ASSIGNMENT:
Each line of the material, from the first through the one containing "and type stay", is to be written out exactly.

== == ==

//! JSON run configuration.
//!
//! # Example
//!
//! ```json
//! {
//!   "regression_method": "gradient",
//!   "regression_type": "quadratic",
//!   "input_file_path": "generated.csv",
//!   "parameter_precision": 4
//! }
//! ```
//!
//! `learning_rate` and `max_iterations` are optional and only used by
//! gradient descent.

use std::fs;
use std::io;
use std::path::{Path, PathBuf};

use serde::{Deserialize, Serialize};

use crate::data::RegressionType;
use crate::training::gradient_descent::{DEFAULT_LEARNING_RATE, DEFAULT_MAX_ITERATIONS};
use crate::training::{GradientDescentParams, NormalEquationSolver, ParamValidationError};

use super::{RegressionMethod, Solver};

/// Configuration errors. Raised before any data is read.
#[derive(Debug, thiserror::Error)]
pub enum ConfigError {
    #[error(
        "invalid configuration: regression_method={method:?}, regression_type={regression_type:?}; \
         'regression_method' must be either 'gradient' or 'normal', \
         'regression_type' must be either 'linear' or 'quadratic'"
    )]
    InvalidCombination {
        method: String,
        regression_type: String,
    },

    #[error("invalid parameter: {0}")]
    InvalidParameter(#[from] ParamValidationError),

    #[error("invalid configuration JSON: {0}")]
    Json(#[from] serde_json::Error),

    #[error("cannot read configuration: {0}")]
    Io(#[from] io::Error),
}

/// Raw run configuration as found in the JSON file.
///
/// Method and type stay strings until [`validate`](Self::validate), so an
/// unknown spelling is reported as a configuration error rather than a JSON
/// syntax error.
#[derive(Debug, Clone, PartialEq, Serialize, Deserialize)]
pub struct RegressionConfig {
    /// `"gradient"` or `"normal"`.
    pub regression_method: String,
    /// `"linear"` or `"quadratic"`.
    pub regression_type: String,
    /// CSV file with one variable per line.
    pub input_file_path: PathBuf,
    /// Decimal places kept in the fitted weights.
    pub parameter_precision: u32,
    #[serde(default = "default_learning_rate")]
    pub learning_rate: f64,
    #[serde(default = "default_max_iterations")]
    pub max_iterations: usize,
}

fn default_learning_rate() -> f64 {
    DEFAULT_LEARNING_RATE
}

fn default_max_iterations() -> usize {
    DEFAULT_MAX_ITERATIONS
}

/// Validated choice of feature expansion and solver.
#[derive(Debug, Clone)]
pub struct ModelSpec {
    pub regression_type: RegressionType,
    pub solver: Solver,
}

impl RegressionConfig {
    /// Parse a configuration from JSON text.
    pub fn from_json(json: &str) -> Result<Self, ConfigError> {
        Ok(serde_json::from_str(json)?)
    }

    /// Read and parse a configuration file.
    pub fn load(path: impl AsRef<Path>) -> Result<Self, ConfigError> {
        let json = fs::read_to_string(path)?;
        Self::from_json(&json)
    }

    /// Resolve method and type into a [`ModelSpec`].
    ///
    /// # Errors
    ///
    /// Returns [`ConfigError::InvalidCombination`] unless the method is
    /// `gradient`/`normal` and the type is `linear`/`quadratic`, and
    /// [`ConfigError::InvalidParameter`] for an unusable learning rate or
    /// iteration cap.
    pub fn validate(&self) -> Result<ModelSpec, ConfigError> {
        let method = RegressionMethod::from_name(&self.regression_method);
        let regression_type = RegressionType::from_name(&self.regression_type);
        let (Some(method), Some(regression_type)) = (method, regression_type) else {
            return Err(ConfigError::InvalidCombination {
                method: self.regression_method.clone(),
                regression_type: self.regression_type.clone(),
            });
        };

        let solver = match method {
            RegressionMethod::Normal => {
                Solver::NormalEquation(NormalEquationSolver::new(self.parameter_precision))
            }
            RegressionMethod::Gradient => {
                let params = GradientDescentParams {
                    learning_rate: self.learning_rate,
                    max_iterations: self.max_iterations,
                    precision: self.parameter_precision,
                    ..Default::default()
                };
                params.validate()?;
                Solver::GradientDescent(params)
            }
        };

        Ok(ModelSpec {
            regression_type,
            solver,
        })
    }
}
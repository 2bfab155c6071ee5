//! The [`RegressionModel`] orchestrator.

use ndarray::{Array1, ArrayView1, ArrayView2};

use crate::data::io::load_csv;
use crate::data::{DesignMatrix, ExperimentalData, RegressionType};
use crate::training::{
    DivergenceError, GradientDescentOptimizer, OptimizerState, SquaredError, StepOutcome,
    TrainingSummary,
};

use super::{Equation, ModelError, RegressionConfig, RegressionMethod, Solver};

/// Weights and how they evolve.
#[derive(Debug, Clone)]
enum Fit {
    /// Solved once at construction.
    Closed { beta: Array1<f64> },
    /// Refined by repeated steps.
    Iterative(GradientDescentOptimizer),
}

/// A regression model over one fixed data set.
///
/// Data and design matrix are built once and never change. The weights are
/// owned by this instance alone: solved at construction for the normal
/// equation, or starting at zero and advanced through [`step`](Self::step)
/// for gradient descent.
#[derive(Debug, Clone)]
pub struct RegressionModel {
    data: ExperimentalData,
    design: DesignMatrix,
    regression_type: RegressionType,
    fit: Fit,
    objective: SquaredError,
}

impl RegressionModel {
    /// Build a model and, for the normal equation, solve it right away.
    ///
    /// # Errors
    ///
    /// Returns [`ModelError::Solve`] if the pseudo-inverse cannot be formed,
    /// or [`ModelError::Config`] for invalid gradient descent parameters.
    pub fn new(
        data: ExperimentalData,
        regression_type: RegressionType,
        solver: Solver,
    ) -> Result<Self, ModelError> {
        let design = regression_type.design_matrix(&data);
        let fit = match solver {
            Solver::NormalEquation(solver) => Fit::Closed {
                beta: solver.solve(&design, data.targets())?,
            },
            Solver::GradientDescent(params) => {
                params
                    .validate()
                    .map_err(|e| ModelError::Config(e.into()))?;
                Fit::Iterative(GradientDescentOptimizer::new(design.n_columns(), params))
            }
        };

        Ok(Self {
            data,
            design,
            regression_type,
            fit,
            objective: SquaredError,
        })
    }

    /// Validate `config`, load its input file and build the model.
    ///
    /// The configuration is checked before the file is touched.
    pub fn from_config(config: &RegressionConfig) -> Result<Self, ModelError> {
        let spec = config.validate()?;
        let data = load_csv(&config.input_file_path)?;
        Self::new(data, spec.regression_type, spec.solver)
    }

    // =========================================================================
    // Training
    // =========================================================================

    /// Advance gradient descent by one iteration.
    ///
    /// A normal-equation model is already solved and always reports
    /// [`StepOutcome::Converged`].
    pub fn step(&mut self) -> Result<StepOutcome, ModelError> {
        match &mut self.fit {
            Fit::Closed { .. } => Ok(StepOutcome::Converged),
            Fit::Iterative(optimizer) => Ok(optimizer.step(&self.design, self.data.targets())?),
        }
    }

    /// Step until convergence, divergence or the iteration cap.
    pub fn fit(&mut self) -> Result<TrainingSummary, ModelError> {
        match &mut self.fit {
            Fit::Closed { beta } => Ok(TrainingSummary {
                iterations: 0,
                outcome: StepOutcome::Converged,
                cost: self
                    .objective
                    .cost(self.design.view(), beta.view(), self.data.targets())?,
            }),
            Fit::Iterative(optimizer) => Ok(optimizer.run(&self.design, self.data.targets())?),
        }
    }

    /// Training state. A normal-equation model is always converged.
    pub fn state(&self) -> OptimizerState {
        match &self.fit {
            Fit::Closed { .. } => OptimizerState::Converged,
            Fit::Iterative(optimizer) => optimizer.state(),
        }
    }

    // =========================================================================
    // Results
    // =========================================================================

    /// Current weights, one per design column.
    pub fn beta(&self) -> ArrayView1<'_, f64> {
        match &self.fit {
            Fit::Closed { beta } => beta.view(),
            Fit::Iterative(optimizer) => optimizer.beta(),
        }
    }

    /// Predicted labels for the training samples.
    pub fn hypothesis(&self) -> Result<Array1<f64>, DivergenceError> {
        self.objective.hypothesis(self.design.view(), self.beta())
    }

    /// Cost of the current weights.
    pub fn cost(&self) -> Result<f64, DivergenceError> {
        self.objective
            .cost(self.design.view(), self.beta(), self.data.targets())
    }

    /// Absolute residuals `|h - y|` per sample.
    pub fn residuals(&self) -> Result<Array1<f64>, DivergenceError> {
        let residuals =
            self.objective
                .residuals(self.design.view(), self.beta(), self.data.targets())?;
        Ok(residuals.mapv(f64::abs))
    }

    /// Evaluate the fit on one raw feature vector.
    ///
    /// # Errors
    ///
    /// Returns [`ModelError::FeatureCount`] if `features` does not hold one
    /// value per input feature.
    pub fn predict_row(&self, features: &[f64]) -> Result<f64, ModelError> {
        self.check_feature_count(features.len())?;
        let row = self
            .regression_type
            .expand_row(ArrayView1::from(features));
        Ok(row.dot(&self.beta()))
    }

    /// Evaluate the fit on feature-major inputs (`[n_features, n_points]`).
    pub fn predict(&self, features: ArrayView2<'_, f64>) -> Result<Array1<f64>, ModelError> {
        self.check_feature_count(features.nrows())?;
        let beta = self.beta();
        Ok(features
            .columns()
            .into_iter()
            .map(|point| self.regression_type.expand_row(point).dot(&beta))
            .collect())
    }

    /// The fitted equation in text form.
    pub fn equation(&self) -> Equation<'_> {
        Equation::new(self.regression_type, self.beta())
    }

    fn check_feature_count(&self, got: usize) -> Result<(), ModelError> {
        let expected = self.n_features();
        if got == expected {
            Ok(())
        } else {
            Err(ModelError::FeatureCount { expected, got })
        }
    }

    // =========================================================================
    // Accessors
    // =========================================================================

    /// Number of input features (`n`). Presentation picks a plot from this.
    #[inline]
    pub fn n_features(&self) -> usize {
        self.data.n_features()
    }

    /// Number of samples (`m`).
    #[inline]
    pub fn n_samples(&self) -> usize {
        self.data.n_samples()
    }

    /// Number of weights (`k`).
    #[inline]
    pub fn n_weights(&self) -> usize {
        self.design.n_columns()
    }

    pub fn regression_type(&self) -> RegressionType {
        self.regression_type
    }

    pub fn method(&self) -> RegressionMethod {
        match self.fit {
            Fit::Closed { .. } => RegressionMethod::Normal,
            Fit::Iterative(_) => RegressionMethod::Gradient,
        }
    }

    pub fn data(&self) -> &ExperimentalData {
        &self.data
    }

    pub fn design(&self) -> &DesignMatrix {
        &self.design
    }
}
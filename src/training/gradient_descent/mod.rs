//! Batch gradient descent for least-squares weights.
//!
//! Weights start at zero and move against the full-batch gradient of the
//! squared-error cost. After every update the weights are rounded to the
//! configured decimal precision; this bounds numeric drift and makes the
//! output reproducible for a given precision.
//!
//! # Example
//!
//! ```ignore
//! use regfit::training::{GradientDescentOptimizer, GradientDescentParams};
//!
//! let params = GradientDescentParams::builder()
//!     .learning_rate(1e-3)
//!     .precision(4u32)
//!     .build()
//!     .unwrap();
//!
//! let mut optimizer = GradientDescentOptimizer::new(design.n_columns(), params);
//! let summary = optimizer.run(&design, data.targets())?;
//! ```
//!
//! # Driving step by step
//!
//! [`GradientDescentOptimizer::step`] performs exactly one update and returns
//! immediately, so a redraw loop can call it between frames and stop calling
//! it whenever it wants.

mod convergence;
mod optimizer;
mod params;

pub use convergence::{ConvergenceAction, ConvergenceMonitor};
pub use optimizer::{GradientDescentOptimizer, OptimizerState, StepOutcome, TrainingSummary};
pub use params::{
    GradientDescentParams, GradientDescentParamsBuilder, ParamValidationError,
    DEFAULT_LEARNING_RATE, DEFAULT_MAX_ITERATIONS,
};
//! Convergence detection for gradient descent.
//!
//! Tracks the cost of the previous iteration and signals convergence once two
//! consecutive costs differ by no more than a threshold.

/// Result of feeding a new cost into the monitor.
#[derive(Debug, Clone, Copy, PartialEq, Eq)]
pub enum ConvergenceAction {
    /// Cost still changing by more than the threshold.
    Continue,
    /// Cost change fell within the threshold.
    Converged,
}

/// Cost-change convergence monitor.
///
/// # Example
///
/// ```
/// use regfit::training::{ConvergenceAction, ConvergenceMonitor};
///
/// let mut monitor = ConvergenceMonitor::new(1e-3);
///
/// assert_eq!(monitor.update(2.0), ConvergenceAction::Continue);
/// assert_eq!(monitor.update(1.5), ConvergenceAction::Continue);
/// assert_eq!(monitor.update(1.4995), ConvergenceAction::Converged);
/// ```
#[derive(Debug, Clone)]
pub struct ConvergenceMonitor {
    /// Largest cost change still considered converged.
    threshold: f64,
    /// Cost at the previous update; `+inf` before the first one.
    previous_cost: f64,
    /// Number of costs observed.
    updates: usize,
}

impl ConvergenceMonitor {
    /// Create a monitor with the given threshold.
    pub fn new(threshold: f64) -> Self {
        Self {
            threshold,
            previous_cost: f64::INFINITY,
            updates: 0,
        }
    }

    /// Feed the cost after an update.
    ///
    /// The stored previous cost is only replaced while not converged, so the
    /// comparison always uses the last cost that still changed significantly.
    pub fn update(&mut self, cost: f64) -> ConvergenceAction {
        self.updates += 1;
        if (self.previous_cost - cost).abs() <= self.threshold {
            ConvergenceAction::Converged
        } else {
            self.previous_cost = cost;
            ConvergenceAction::Continue
        }
    }

    /// Convergence threshold.
    pub fn threshold(&self) -> f64 {
        self.threshold
    }

    /// Last cost that changed significantly, `+inf` if none yet.
    pub fn previous_cost(&self) -> f64 {
        self.previous_cost
    }

    /// Number of costs observed.
    pub fn updates(&self) -> usize {
        self.updates
    }

    /// Forget all observed costs.
    pub fn reset(&mut self) {
        self.previous_cost = f64::INFINITY;
        self.updates = 0;
    }
}
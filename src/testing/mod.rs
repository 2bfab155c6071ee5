//! Test and demo helpers.
//!
//! [`data`] holds seeded generators for synthetic experiments in the
//! row-per-variable layout read by [`crate::data::io::read_csv`].

pub mod data;
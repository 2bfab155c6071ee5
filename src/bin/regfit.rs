//! Fit a regression model described by a JSON configuration file.
//!
//! ```text
//! regfit --config config.json -v
//! ```
//!
//! Training events go to stderr through `tracing`; set `REGFIT_LOG` to
//! change the filter (default `regfit=info`). The fitted equation and a short
//! summary go to stdout.

use std::path::PathBuf;

use anyhow::{Context, Result};
use clap::{ArgAction, Parser};
use tracing_subscriber::EnvFilter;

use regfit::data::io::load_csv;
use regfit::model::{RegressionConfig, RegressionModel};
use regfit::training::{StepOutcome, Verbosity};

#[derive(Debug, Parser)]
#[command(version, about)]
struct Args {
    /// JSON configuration file.
    #[arg(short, long, env = "REGFIT_CONFIG", default_value = "config.json")]
    config: PathBuf,

    /// More training output (`-v` info, `-vv` per-iteration progress).
    #[arg(short, long, action = ArgAction::Count)]
    verbose: u8,

    /// No training output, only the result.
    #[arg(short, long, conflicts_with = "verbose")]
    quiet: bool,
}

impl Args {
    fn verbosity(&self) -> Verbosity {
        match (self.quiet, self.verbose) {
            (true, _) => Verbosity::Silent,
            (false, 0) => Verbosity::Warning,
            (false, 1) => Verbosity::Info,
            (false, _) => Verbosity::Debug,
        }
    }
}

fn init_tracing() -> Result<()> {
    let filter =
        EnvFilter::try_from_env("REGFIT_LOG").or_else(|_| EnvFilter::try_new("regfit=info"))?;
    tracing_subscriber::fmt()
        .with_env_filter(filter)
        .with_writer(std::io::stderr)
        .without_time()
        .init();
    Ok(())
}

fn main() -> Result<()> {
    let args = Args::parse();
    init_tracing()?;

    let config = RegressionConfig::load(&args.config)
        .with_context(|| format!("failed to read configuration {}", args.config.display()))?;
    let spec = config.validate()?;
    let data = load_csv(&config.input_file_path)
        .with_context(|| format!("failed to load {}", config.input_file_path.display()))?;

    let solver = spec.solver.with_verbosity(args.verbosity());
    let method = solver.method();
    let mut model = RegressionModel::new(data, spec.regression_type, solver)?;
    let summary = model
        .fit()
        .with_context(|| format!("{} regression did not produce a fit", method.name()))?;

    println!(
        "{} {} regression on {} feature(s), {} sample(s)",
        method.name(),
        model.regression_type().name(),
        model.n_features(),
        model.n_samples()
    );
    println!("{}", model.equation());
    println!("cost: {}", summary.cost);
    match summary.outcome {
        StepOutcome::IterationLimit => {
            println!("stopped after {} iterations without converging", summary.iterations)
        }
        _ if summary.iterations > 0 => {
            println!("converged after {} iterations", summary.iterations)
        }
        _ => {}
    }

    Ok(())
}
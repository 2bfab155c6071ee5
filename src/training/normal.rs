//! Closed-form least squares via the normal equation.
//!
//! `beta = pinv(Xᵀ·X) · Xᵀ·y`
//!
//! The Moore–Penrose pseudo-inverse is used instead of a plain inverse, so a
//! singular `XᵀX` (collinear or constant features) still yields the
//! minimum-norm least-squares solution. Cost is `O(k³ + m·k²)`.

use nalgebra::{DMatrix, SVD};
use ndarray::{Array1, Array2, ArrayView1};

use crate::data::DesignMatrix;
use crate::training::TrainingLogger;
use crate::utils::round_in_place;

/// Singular values below `RCOND * largest_singular_value` are treated as zero.
///
/// Forming `XᵀX` squares the condition number of `X`, so the cutoff sits well
/// above machine epsilon.
const RCOND: f64 = 1e-12;

/// Upper bound on SVD sweeps before the solve is abandoned.
const MAX_SVD_ITERATIONS: usize = 10_000;

/// The pseudo-inverse could not be formed, or the system is too large in
/// magnitude to be represented in `f64`.
#[derive(Debug, Clone, PartialEq, thiserror::Error)]
#[error("pseudo-inverse failed: {0}")]
pub struct SolveError(pub String);

/// One-shot normal-equation solver.
#[derive(Debug, Clone)]
pub struct NormalEquationSolver {
    precision: u32,
    logger: TrainingLogger,
}

impl NormalEquationSolver {
    /// Create a solver that rounds weights to `precision` decimal places.
    pub fn new(precision: u32) -> Self {
        Self {
            precision,
            logger: TrainingLogger::default(),
        }
    }

    /// Replace the logger.
    pub fn with_logger(mut self, logger: TrainingLogger) -> Self {
        self.logger = logger;
        self
    }

    /// Decimal places kept in the weights.
    pub fn precision(&self) -> u32 {
        self.precision
    }

    /// Solve for the weights.
    ///
    /// # Errors
    ///
    /// Returns [`SolveError`] if the SVD-based pseudo-inverse is rejected.
    pub fn solve(
        &self,
        design: &DesignMatrix,
        targets: ArrayView1<'_, f64>,
    ) -> Result<Array1<f64>, SolveError> {
        let x = design.view();
        let xtx = x.t().dot(&x);
        let xty = x.t().dot(&targets);
        if !xtx.iter().chain(xty.iter()).all(|v| v.is_finite()) {
            return Err(SolveError("XᵀX or Xᵀy overflows f64".to_string()));
        }

        let mut beta = pseudo_inverse(&xtx)?.dot(&xty);
        if !beta.iter().all(|v| v.is_finite()) {
            return Err(SolveError("weights are not finite".to_string()));
        }
        round_in_place(&mut beta, self.precision);

        self.logger.log_normal_equation(design.n_columns(), design.n_samples());
        Ok(beta)
    }
}

/// Moore–Penrose pseudo-inverse of a square matrix.
fn pseudo_inverse(matrix: &Array2<f64>) -> Result<Array2<f64>, SolveError> {
    let (rows, cols) = matrix.dim();
    let dense = DMatrix::from_fn(rows, cols, |i, j| matrix[[i, j]]);

    let svd = SVD::try_new_unordered(dense, true, true, f64::EPSILON, MAX_SVD_ITERATIONS)
        .ok_or_else(|| SolveError("SVD did not converge".to_string()))?;
    if !svd.singular_values.iter().all(|v| v.is_finite()) {
        return Err(SolveError("singular values are not finite".to_string()));
    }
    let largest = svd.singular_values.iter().copied().fold(0.0f64, f64::max);
    let inverse = svd
        .pseudo_inverse(RCOND * largest)
        .map_err(|e| SolveError(e.to_string()))?;

    Ok(Array2::from_shape_fn((inverse.nrows(), inverse.ncols()), |(i, j)| {
        inverse[(i, j)]
    }))
}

== == ==

RESPONSE FOR THIS EXERCISE:
//! JSON run configuration.
//!
//! # Example
//!
//! ```json
//! {
//!   "regression_method": "gradient",
//!   "regression_type": "quadratic",
//!   "input_file_path": "generated.csv",
//!   "parameter_precision": 4
//! }
//! ```
//!
//! `learning_rate` and `max_iterations` are optional and only used by
//! gradient descent.

use std::fs;
use std::io;
use std::path::{Path, PathBuf};

use serde::{Deserialize, Serialize};

use crate::data::RegressionType;
use crate::training::gradient_descent::{DEFAULT_LEARNING_RATE, DEFAULT_MAX_ITERATIONS};
use crate::training::{GradientDescentParams, NormalEquationSolver, ParamValidationError};

use super::{RegressionMethod, Solver};

/// Configuration errors. Raised before any data is read.
#[derive(Debug, thiserror::Error)]
pub enum ConfigError {
    #[error(
        "invalid configuration: regression_method={method:?}, regression_type={regression_type:?}; \
         'regression_method' must be either 'gradient' or 'normal', \
         'regression_type' must be either 'linear' or 'quadratic'"
    )]
    InvalidCombination {
        method: String,
        regression_type: String,
    },

    #[error("invalid parameter: {0}")]
    InvalidParameter(#[from] ParamValidationError),

    #[error("invalid configuration JSON: {0}")]
    Json(#[from] serde_json::Error),

    #[error("cannot read configuration: {0}")]
    Io(#[from] io::Error),
}

/// Raw run configuration as found in the JSON file.
///
/// Method and type stay strings until [`validate`](Self::validate), so an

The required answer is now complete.